Morning Capt, I would say a 7' to 7' 6" graphite 10 20lb rate spinning w/a TT Red Raiders logo would be nice Red and Black is there colors. Now is interested in a specific blank? What type of grips 2" reg. cork or burnt burl? Cross wrap and a weave or Decal on top. I'm assuming this gent is from Pan handle area. Good Luck Capt, please post your pic if you build it. Sound like a fun rod to build. Ed.


----------



## captneilf (Feb 29, 2008)

*I am surprised!*

Hi,

I guess all the rod builders in the Texas area must be out fishing. 100 views and no responses?

I directed the person who sent me the email to watch this forum on this site so that she could form an idea on whom to contact. Maybe tonight after the BBQ's and such?

Capt Neil


----------



## Freshwaterman (May 21, 2004)

*Custom builder*

Capt. i live in in Southern Oklahoma if the gentleman can deal with an Okie. I am working on a bass rod now for a UT grad.
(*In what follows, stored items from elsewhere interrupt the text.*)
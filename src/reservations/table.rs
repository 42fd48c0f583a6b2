//! Editable reservation table with selection and export

use std::fmt::Display;
use std::path::{Path, PathBuf};
use std::sync::Arc;

use chrono::{NaiveDate, TimeZone};
use log::{error, info};
use tokio::sync::RwLock;

use super::{Reservation, ReservationPatch, ReservationsClient};
use crate::error::Error;
use crate::export;

#[derive(Debug, Default)]
struct TableState {
    rows: Vec<Reservation>,
    loading: bool,
    editing: Option<(String, ReservationPatch)>,
    selection_mode: bool,
    selected: Vec<String>,
}

/// Full reservation table
#[derive(Clone)]
pub struct ReservationTable {
    client: ReservationsClient,
    state: Arc<RwLock<TableState>>,
}

impl ReservationTable {
    pub fn new(client: ReservationsClient) -> Self {
        Self {
            client,
            state: Arc::new(RwLock::new(TableState {
                loading: true,
                ..TableState::default()
            })),
        }
    }

    /// Reload all rows. On failure the current rows are kept.
    pub async fn load(&self) -> Result<usize, Error> {
        let result = self.client.list_all().await;
        let mut state = self.state.write().await;
        state.loading = false;
        match result {
            Ok(rows) => {
                state.rows = rows;
                Ok(state.rows.len())
            }
            Err(e) => {
                error!("Could not load reservations: {}", e);
                Err(e)
            }
        }
    }

    pub async fn rows(&self) -> Vec<Reservation> {
        self.state.read().await.rows.clone()
    }

    pub async fn is_loading(&self) -> bool {
        self.state.read().await.loading
    }

    /// Start editing a row; the draft holds its current operational fields
    pub async fn begin_edit(&self, id: &str) -> Option<ReservationPatch> {
        let mut state = self.state.write().await;
        let draft = state
            .rows
            .iter()
            .find(|r| r.id == id)
            .map(ReservationPatch::from_reservation)?;
        state.editing = Some((id.to_string(), draft.clone()));
        Some(draft)
    }

    /// Row being edited and its draft
    pub async fn editing(&self) -> Option<(String, ReservationPatch)> {
        self.state.read().await.editing.clone()
    }

    /// Replace the draft of the row being edited
    pub async fn set_draft(&self, draft: ReservationPatch) -> bool {
        match self.state.write().await.editing.as_mut() {
            Some((_, current)) => {
                *current = draft;
                true
            }
            None => false,
        }
    }

    pub async fn cancel_edit(&self) {
        self.state.write().await.editing = None;
    }

    /// Send the draft and reload. The edit stays open if the update fails.
    pub async fn save(&self) -> Result<(), Error> {
        let (id, draft) = self
            .editing()
            .await
            .ok_or_else(|| Error::general("no reservation is being edited"))?;
        self.client.update(&id, &draft).await?;
        self.state.write().await.editing = None;
        if let Err(e) = self.load().await {
            error!("Could not reload reservations: {}", e);
        }
        Ok(())
    }

    pub async fn set_selection_mode(&self, enabled: bool) {
        let mut state = self.state.write().await;
        state.selection_mode = enabled;
        if !enabled {
            state.selected.clear();
        }
    }

    pub async fn is_selection_mode(&self) -> bool {
        self.state.read().await.selection_mode
    }

    /// Select or deselect one row. Returns whether it is now selected.
    pub async fn toggle(&self, id: &str) -> bool {
        let mut state = self.state.write().await;
        if let Some(pos) = state.selected.iter().position(|s| s == id) {
            state.selected.remove(pos);
            false
        } else {
            state.selected.push(id.to_string());
            true
        }
    }

    /// Select every row, or clear the selection if all are already selected
    pub async fn toggle_all(&self) {
        let mut state = self.state.write().await;
        let all_selected = !state.rows.is_empty()
            && state.rows.iter().all(|r| state.selected.contains(&r.id));
        let selected = if all_selected {
            Vec::new()
        } else {
            state.rows.iter().map(|r| r.id.clone()).collect()
        };
        state.selected = selected;
    }

    pub async fn clear_selection(&self) {
        self.state.write().await.selected.clear();
    }

    pub async fn selected(&self) -> Vec<String> {
        self.state.read().await.selected.clone()
    }

    /// Write the selected rows (every row when nothing is selected) to
    /// `Reservas_<date>.xlsx` inside `dir`.
    pub async fn export<Tz>(&self, dir: &Path, today: NaiveDate, tz: &Tz) -> Result<PathBuf, Error>
    where
        Tz: TimeZone,
        Tz::Offset: Display,
    {
        let state = self.state.read().await;
        let selection = if state.selection_mode {
            Some(state.selected.as_slice())
        } else {
            None
        };
        let rows = export::export_rows(&state.rows, selection, tz);
        let path = dir.join(export::export_file_name(today));
        export::write_workbook(&rows, &path)?;
        info!("Exported {} reservations to {}", rows.len(), path.display());
        Ok(path)
    }
}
I would be glad to talk with him on his new custom rod.

Paul Lindsey
[email protected]
www.soonercustomrod.com

PS
I lived in Corpus Christi for about twenty years.


----------



## Raymond Adams (Apr 17, 2008)

From what I see here Paul would be a good choice for the client.
However, I'm available should Paul & client not reach an agreement but would need more info about the clients needs. I'm familiar with bass rods but not familiar with Texas area tactics but it sounds like a popping rod might be what the client is after.


----------



## Profish00 (May 21, 2004)

Most don't solicit(sp) for hire work here, so browse the forum and PM the person you like. Most will be happy to help you out and have the talent to make a beautiful rod for your friend.



captneilf said:


> Hi,
> 
> I guess all the rod builders in the Texas area must be out fishing. 100 views and no responses?
> 
> ...


----------



## Profish00 (May 21, 2004)

Oh, but not me. I'm supposedly painting the house....lol ...P.S. (GOAGS)


----------



## Ninja (Sep 17, 2005)

*custom rod*

Look up MarshRatRods... I know Bobby will do a bass rod with TT colors, etc. I've had him make me one with A&M and another with North Texas..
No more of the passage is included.